● EXERCISE DESCRIPTION: When you reach the line containing "in one shared", stop after it; until then, copy each line of the listing exactly, starting with the first.

*** Block opens ***

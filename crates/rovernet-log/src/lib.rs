//! Administrative action log for the RoverNet game backend.
//!
//! Every moderation action (ban, kick, grant, ...) is recorded as a
//! [`LogEntry`] in one shared JSON array file, `admin_logs.json`. Entries are
//! only ever appended; nothing in this crate removes or reorders them.
//!
//! # Modules
//!
//! - [`entry`] -- [`LogEntry`] and validation of incoming [`LogEntryRequest`]s
//! - [`lock`] -- the [`LogLock`] critical section ([`ProcessLock`], [`FileLock`])
//! - [`log`] -- [`AdminLog`], the read-modify-write append path
//! - [`error`] -- [`LogError`]

pub mod entry;
pub mod error;
pub mod lock;
pub mod log;

pub use entry::{LogEntry, LogEntryRequest};
pub use error::{LogError, LogResult};
pub use lock::{FileLock, LockPolicy, LogLock, ProcessLock};
pub use log::{AdminLog, AppendReceipt};
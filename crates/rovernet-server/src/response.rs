use serde::{Deserialize, Serialize};
use serde_json::Value;

/// JSON envelope returned by every endpoint.
#[derive(Clone, Debug, PartialEq, Serialize, Deserialize)]
pub struct ApiResponse {
    pub success: bool,
    pub message: String,
    pub data: Value,
}

impl ApiResponse {
    pub fn ok(message: impl Into<String>, data: Value) -> Self {
        Self {
            success: true,
            message: message.into(),
            data,
        }
    }

    pub fn failure(message: impl Into<String>) -> Self {
        Self {
            success: false,
            message: message.into(),
            data: Value::Null,
        }
    }
}
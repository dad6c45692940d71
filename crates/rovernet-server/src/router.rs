use axum::http::{header, Method};
use axum::routing::{get, post, MethodRouter};
use axum::Router;
use tower_http::cors::{Any, CorsLayer};
use tower_http::trace::TraceLayer;

use crate::handler;
use crate::state::AppState;

/// Build the axum router with all RoverNet endpoints.
///
/// Every `/api/*` route is also served with a `.php` suffix so existing game
/// clients keep working unchanged. Unsupported methods get `405` with the
/// usual failure envelope.
pub fn build_router(state: AppState) -> Router {
    let router = Router::new().route("/v1/health", get(handler::health_handler));

    let router = api(
        router,
        "/api/player_load",
        get(handler::player_load_query)
            .post(handler::player_load_body)
            .fallback(handler::get_or_post_only),
    );
    let router = api(
        router,
        "/api/player_save",
        post(handler::player_save).fallback(handler::post_only),
    );
    let router = api(
        router,
        "/api/company_load",
        get(handler::company_load_query)
            .post(handler::company_load_body)
            .fallback(handler::get_or_post_only),
    );
    let router = api(
        router,
        "/api/company_save",
        post(handler::company_save).fallback(handler::post_only),
    );
    let router = api(
        router,
        "/api/admin_log",
        post(handler::admin_log_append).fallback(handler::post_only),
    );

    router
        .layer(cors())
        .layer(TraceLayer::new_for_http())
        .with_state(state)
}

fn api(
    router: Router<AppState>,
    path: &str,
    method_router: MethodRouter<AppState>,
) -> Router<AppState> {
    router
        .route(path, method_router.clone())
        .route(&format!("{path}.php"), method_router)
}

fn cors() -> CorsLayer {
    CorsLayer::new()
        .allow_origin(Any)
        .allow_methods([Method::GET, Method::POST, Method::OPTIONS])
        .allow_headers([header::CONTENT_TYPE])
}
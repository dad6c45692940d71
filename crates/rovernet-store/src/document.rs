//! Document encoding shared by every backend.

use std::path::Path;

use serde_json::{Map, Value};

use crate::error::{StoreError, StoreResult};

/// A stored record: one JSON object addressed by one key.
pub type Document = Map<String, Value>;

/// Encode a document as pretty-printed JSON.
pub fn encode(document: &Document) -> StoreResult<Vec<u8>> {
    serde_json::to_vec_pretty(document).map_err(|e| StoreError::Serialization(e.to_string()))
}

/// Decode stored bytes, reporting anything but a JSON object as corrupt.
pub fn decode(path: &Path, bytes: &[u8]) -> StoreResult<Document> {
    let value: Value = serde_json::from_slice(bytes).map_err(|e| StoreError::Corrupt {
        path: path.to_path_buf(),
        reason: e.to_string(),
    })?;

    match value {
        Value::Object(document) => Ok(document),
        other => Err(StoreError::Corrupt {
            path: path.to_path_buf(),
            reason: format!("expected a JSON object, found {}", json_type(&other)),
        }),
    }
}

fn json_type(value: &Value) -> &'static str {
    match value {
        Value::Null => "null",
        Value::Bool(_) => "a boolean",
        Value::Number(_) => "a number",
        Value::String(_) => "a string",
        Value::Array(_) => "an array",
        Value::Object(_) => "an object",
    }
}

#[cfg(test)]
mod tests {
    use super::*;
    use serde_json::json;

    fn doc(value: Value) -> Document {
        value.as_object().cloned().unwrap()
    }

    #[test]
    fn encode_then_decode() {
        let original = doc(json!({"UserId": 42, "Gold": 100, "Items": ["a", "b"]}));
        let bytes = encode(&original).unwrap();
        assert_eq!(decode(Path::new("p.json"), &bytes).unwrap(), original);
    }

    #[test]
    fn encode_is_pretty() {
        let bytes = encode(&doc(json!({"a": 1}))).unwrap();
        assert_eq!(String::from_utf8(bytes).unwrap(), "{\n  \"a\": 1\n}");
    }

    #[test]
    fn malformed_json_is_corrupt() {
        let err = decode(Path::new("p.json"), b"{\"UserId\": 4").unwrap_err();
        assert!(matches!(err, StoreError::Corrupt { .. }));
    }

    #[test]
    fn non_object_is_corrupt() {
        for bytes in [&b"[1,2]"[..], b"null", b"7", b"\"x\""] {
            let err = decode(Path::new("p.json"), bytes).unwrap_err();
            assert!(matches!(err, StoreError::Corrupt { .. }));
        }
    }
}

*** Block closes ***

● ANSWER BOX:
filename crates/rovernet-log/src/lib.rs
//! Administrative action log for the RoverNet game backend.
//!
//! Every moderation action (ban, kick, grant, ...) is recorded as a
//! [`LogEntry`] in one shared JSON array file, `admin_logs.json`. Entries are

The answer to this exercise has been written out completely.